**Work order:**
Return only those lines of the listing that hold the word "format".
========
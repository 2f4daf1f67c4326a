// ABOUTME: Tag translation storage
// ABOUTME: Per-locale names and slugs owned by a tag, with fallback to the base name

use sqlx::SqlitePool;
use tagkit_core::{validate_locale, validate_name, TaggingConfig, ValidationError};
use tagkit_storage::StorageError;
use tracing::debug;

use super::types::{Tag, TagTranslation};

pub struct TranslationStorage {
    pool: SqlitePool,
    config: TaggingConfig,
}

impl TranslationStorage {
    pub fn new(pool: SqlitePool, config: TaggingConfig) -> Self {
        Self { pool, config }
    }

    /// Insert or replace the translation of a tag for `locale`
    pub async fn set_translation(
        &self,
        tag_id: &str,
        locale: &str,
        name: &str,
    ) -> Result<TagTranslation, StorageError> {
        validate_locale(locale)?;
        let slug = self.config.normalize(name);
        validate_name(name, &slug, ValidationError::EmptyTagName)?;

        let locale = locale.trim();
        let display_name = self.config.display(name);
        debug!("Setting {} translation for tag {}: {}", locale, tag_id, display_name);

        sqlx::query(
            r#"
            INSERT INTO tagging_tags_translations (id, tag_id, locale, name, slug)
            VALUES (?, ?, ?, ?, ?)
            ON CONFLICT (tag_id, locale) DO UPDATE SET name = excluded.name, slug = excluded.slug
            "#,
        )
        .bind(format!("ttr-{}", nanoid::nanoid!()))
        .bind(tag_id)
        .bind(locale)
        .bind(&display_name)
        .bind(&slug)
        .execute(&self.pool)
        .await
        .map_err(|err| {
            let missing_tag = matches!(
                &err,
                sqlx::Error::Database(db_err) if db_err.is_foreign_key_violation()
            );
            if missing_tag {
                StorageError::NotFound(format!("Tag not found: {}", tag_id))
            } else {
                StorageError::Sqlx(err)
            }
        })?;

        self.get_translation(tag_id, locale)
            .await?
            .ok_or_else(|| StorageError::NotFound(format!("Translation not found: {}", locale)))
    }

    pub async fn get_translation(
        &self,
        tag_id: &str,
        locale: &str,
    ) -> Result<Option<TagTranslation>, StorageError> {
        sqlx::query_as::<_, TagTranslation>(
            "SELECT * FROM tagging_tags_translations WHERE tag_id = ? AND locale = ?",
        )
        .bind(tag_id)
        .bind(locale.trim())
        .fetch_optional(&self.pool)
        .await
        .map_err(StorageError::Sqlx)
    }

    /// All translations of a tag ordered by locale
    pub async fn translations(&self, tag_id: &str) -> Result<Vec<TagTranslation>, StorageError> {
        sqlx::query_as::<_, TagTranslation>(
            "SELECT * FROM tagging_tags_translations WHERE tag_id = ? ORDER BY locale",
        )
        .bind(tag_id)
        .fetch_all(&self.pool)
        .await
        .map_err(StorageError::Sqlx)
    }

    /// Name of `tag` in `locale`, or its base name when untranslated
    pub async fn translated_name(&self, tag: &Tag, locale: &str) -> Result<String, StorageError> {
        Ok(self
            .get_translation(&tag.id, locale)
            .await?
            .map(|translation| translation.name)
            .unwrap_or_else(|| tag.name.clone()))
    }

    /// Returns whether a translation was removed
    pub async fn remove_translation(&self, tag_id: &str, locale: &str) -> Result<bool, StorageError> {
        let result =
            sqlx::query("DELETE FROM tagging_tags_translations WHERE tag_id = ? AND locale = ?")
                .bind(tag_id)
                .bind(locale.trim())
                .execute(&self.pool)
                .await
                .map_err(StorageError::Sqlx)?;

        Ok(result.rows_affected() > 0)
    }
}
========
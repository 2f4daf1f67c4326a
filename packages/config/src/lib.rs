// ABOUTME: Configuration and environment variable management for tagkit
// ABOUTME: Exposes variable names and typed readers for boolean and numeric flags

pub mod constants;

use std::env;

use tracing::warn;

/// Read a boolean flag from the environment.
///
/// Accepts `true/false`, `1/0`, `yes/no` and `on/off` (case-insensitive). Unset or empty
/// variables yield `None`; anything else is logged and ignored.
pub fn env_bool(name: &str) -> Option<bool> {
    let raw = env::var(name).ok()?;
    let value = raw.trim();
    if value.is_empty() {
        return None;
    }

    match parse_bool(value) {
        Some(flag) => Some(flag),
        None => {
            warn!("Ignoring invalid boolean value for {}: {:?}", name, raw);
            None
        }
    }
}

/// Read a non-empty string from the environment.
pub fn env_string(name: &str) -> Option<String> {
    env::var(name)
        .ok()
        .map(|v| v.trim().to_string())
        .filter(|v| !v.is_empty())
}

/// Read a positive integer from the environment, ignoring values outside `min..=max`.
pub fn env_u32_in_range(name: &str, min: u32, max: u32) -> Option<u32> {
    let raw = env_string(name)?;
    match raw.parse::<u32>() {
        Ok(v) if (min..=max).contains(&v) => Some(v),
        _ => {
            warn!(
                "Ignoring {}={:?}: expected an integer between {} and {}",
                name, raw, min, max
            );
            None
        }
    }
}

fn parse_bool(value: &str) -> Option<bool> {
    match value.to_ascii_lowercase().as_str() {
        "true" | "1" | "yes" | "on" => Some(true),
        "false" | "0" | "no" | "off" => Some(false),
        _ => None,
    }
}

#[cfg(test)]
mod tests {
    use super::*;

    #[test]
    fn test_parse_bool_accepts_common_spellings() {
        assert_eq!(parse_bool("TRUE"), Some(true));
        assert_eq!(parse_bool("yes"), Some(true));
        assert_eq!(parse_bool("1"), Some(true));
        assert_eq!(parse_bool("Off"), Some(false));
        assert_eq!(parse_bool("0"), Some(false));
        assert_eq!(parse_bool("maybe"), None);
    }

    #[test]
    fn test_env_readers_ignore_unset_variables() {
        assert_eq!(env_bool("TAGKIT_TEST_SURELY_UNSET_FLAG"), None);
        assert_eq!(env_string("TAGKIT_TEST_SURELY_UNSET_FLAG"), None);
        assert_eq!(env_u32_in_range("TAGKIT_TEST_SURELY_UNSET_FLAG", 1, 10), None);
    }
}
========
**Solved exercise:**
        .bind(format!("ttr-{}", nanoid::nanoid!()))
                StorageError::NotFound(format!("Tag not found: {}", tag_id))
            .ok_or_else(|| StorageError::NotFound(format!("Translation not found: {}", locale)))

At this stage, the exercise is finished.